[[ DATA SUPPLIED, beginning ]]

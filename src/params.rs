//! Run configuration: secondary sweep parameters and device profiles

use std::path::Path;
use serde::{ Deserialize, Serialize };
use tracing::info;
use crate::{
    error::{ Error, Result },
    sweep::{ SweepAxis, SweepGrid },
    units::Hertz,
};

/// Snapshot of everything a sweep needs besides the device profile
///
/// Taken once when a run starts. Editing the configuration afterwards never reaches an in-flight
/// sweep.
#[derive(Debug, Clone, PartialEq, Serialize, Deserialize)]
#[serde(default)]
pub struct SecondaryParameters
{
    /// Lowest LO power, dBm
    pub plo_min: f64,
    /// Highest LO power, dBm
    pub plo_max: f64,
    /// LO power step, dBm. Ignored when `plo_min == plo_max`.
    pub plo_delta: f64,
    /// Lowest LO frequency, GHz
    pub flo_min: f64,
    /// Highest LO frequency, GHz
    pub flo_max: f64,
    /// LO frequency step, GHz
    pub flo_delta: f64,
    /// The device divides the LO by two, so the generator runs at twice the nominal frequency
    pub flo_div2: bool,
    /// The generator's frequency multiplier is set to 2 and the analyzer tracks half the carrier
    pub lo_doubler: bool,
    /// Modulation frequency, MHz
    pub fmod: f64,
    /// Modulation depth as ARB runtime scaling, percent
    pub umod: f64,
    /// External IQ common offset, mV
    pub uoffs: f64,
    /// Main supply rail, V
    pub usrc: f64,
    /// Auxiliary supply rail, V
    pub usrc_d: f64,
    /// Auxiliary rail current limit, mA
    pub isrc_d_max: f64,
    /// Analyzer reference level, dB
    pub sa_rlev: f64,
    /// Analyzer vertical scale, dB per division
    pub sa_scale_y: f64,
    /// Analyzer span, MHz
    pub sa_span: f64,
    pub sa_avg_state: bool,
    pub sa_avg_count: u32,
}

impl Default for SecondaryParameters
{
    fn default() -> Self
    {
        Self {
            plo_min: -10.0,
            plo_max: 0.0,
            plo_delta: 5.0,
            flo_min: 0.05,
            flo_max: 6.05,
            flo_delta: 0.1,
            flo_div2: false,
            lo_doubler: false,
            fmod: 1.0,
            umod: 30.0,
            uoffs: 250.0,
            usrc: 5.0,
            usrc_d: 3.3,
            isrc_d_max: 20.0,
            sa_rlev: 10.0,
            sa_scale_y: 10.0,
            sa_span: 10.0,
            sa_avg_state: true,
            sa_avg_count: 16,
        }
    }
}

impl SecondaryParameters
{
    /// LO power axis in dBm
    pub fn power_axis(&self) -> SweepAxis
    {
        SweepAxis::new(self.plo_min, self.plo_max, self.plo_delta)
    }

    /// LO frequency axis in Hz
    ///
    /// Always steps through its bounds, even when they are equal.
    pub fn freq_axis(&self) -> SweepAxis
    {
        SweepAxis::spanning(
            hz!(self.flo_min, Giga).0,
            hz!(self.flo_max, Giga).0,
            hz!(self.flo_delta, Giga).0,
        )
    }

    pub fn grid(&self) -> Result<SweepGrid>
    {
        SweepGrid::with(&self.power_axis(), &self.freq_axis())
    }

    pub fn lo_start_freq(&self) -> Hertz
    {
        hz!(self.flo_min, Giga)
    }

    pub fn mod_freq(&self) -> Hertz
    {
        hz!(self.fmod, Mega)
    }

    pub fn span(&self) -> Hertz
    {
        hz!(self.sa_span, Mega)
    }

    /// IQ common offset in volts
    pub fn iq_offset_volts(&self) -> f64
    {
        self.uoffs / 1000.0
    }

    /// Auxiliary rail current limit in amperes
    pub fn aux_current_limit(&self) -> f64
    {
        self.isrc_d_max / 1000.0
    }

    pub fn validate(&self) -> Result<()>
    {
        self.power_axis().validate()?;
        self.freq_axis().validate()?;

        if !(self.fmod >= 0.0) {
            return Err(Error::InvalidParams(format!("modulation frequency {} MHz is negative", self.fmod)));
        }
        if !(self.sa_span > 0.0) {
            return Err(Error::InvalidParams(format!("analyzer span {} MHz must be positive", self.sa_span)));
        }
        if self.sa_avg_count == 0 {
            return Err(Error::InvalidParams("analyzer average count must be at least 1".to_string()));
        }
        if !(self.usrc >= 0.0 && self.usrc_d >= 0.0 && self.isrc_d_max >= 0.0) {
            return Err(Error::InvalidParams("supply settings must not be negative".to_string()));
        }

        Ok(())
    }

    /// Loads from TOML, falling back to defaults when the file does not exist
    ///
    /// The result is validated once here rather than on each access.
    pub fn load(path: &Path) -> Result<Self>
    {
        let params = match std::fs::read_to_string(path) {
            Ok(text) => toml::from_str::<Self>(&text)?,
            Err(err) if err.kind() == std::io::ErrorKind::NotFound => {
                info!(path = %path.display(), "no parameter file, using defaults");
                Self::default()
            }
            Err(err) => return Err(Error::file(path, err)),
        };
        params.validate()?;

        Ok(params)
    }

    pub fn save(&self, path: &Path) -> Result<()>
    {
        let text = toml::to_string_pretty(self)?;
        crate::correction::write_replacing(path, text.as_bytes())
    }
}

/// Per-device-profile file names
///
/// Adjustment templates are per profile, never global.
#[derive(Debug, Clone, PartialEq, Eq, Serialize, Deserialize)]
pub struct DeviceProfile
{
    pub name: String,
    /// Adjustment template file, relative to the data directory
    pub adjust: String,
    /// Processed-record export file, relative to the data directory
    pub result: String,
}

impl DeviceProfile
{
    pub fn named(name: &str) -> Self
    {
        Self {
            name: name.to_string(),
            adjust: format!("adjust_{}.json", name),
            result: format!("table_{}.csv", name),
        }
    }
}

/// The set of known device profiles
#[derive(Debug, Clone, PartialEq, Eq, Serialize, Deserialize)]
pub struct ProfileSet
{
    pub profiles: Vec<DeviceProfile>,
}

impl Default for ProfileSet
{
    /// Operating-temperature profiles of the bench
    fn default() -> Self
    {
        Self {
            profiles: vec![
                DeviceProfile::named("+25"),
                DeviceProfile::named("-60"),
                DeviceProfile::named("+85"),
            ],
        }
    }
}

impl ProfileSet
{
    pub fn get(&self, name: &str) -> Result<&DeviceProfile>
    {
        self.profiles
            .iter()
            .find(|profile| profile.name == name)
            .ok_or_else(|| Error::UnknownProfile(name.to_string()))
    }
}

[[ DATA SUPPLIED, end ]]

### YOUR INSTRUCTIONS:
Where in the records above does the word "crate" appear? Copy each line that holds it.

### SOLUTION:
use crate::{
        crate::correction::write_replacing(path, text.as_bytes())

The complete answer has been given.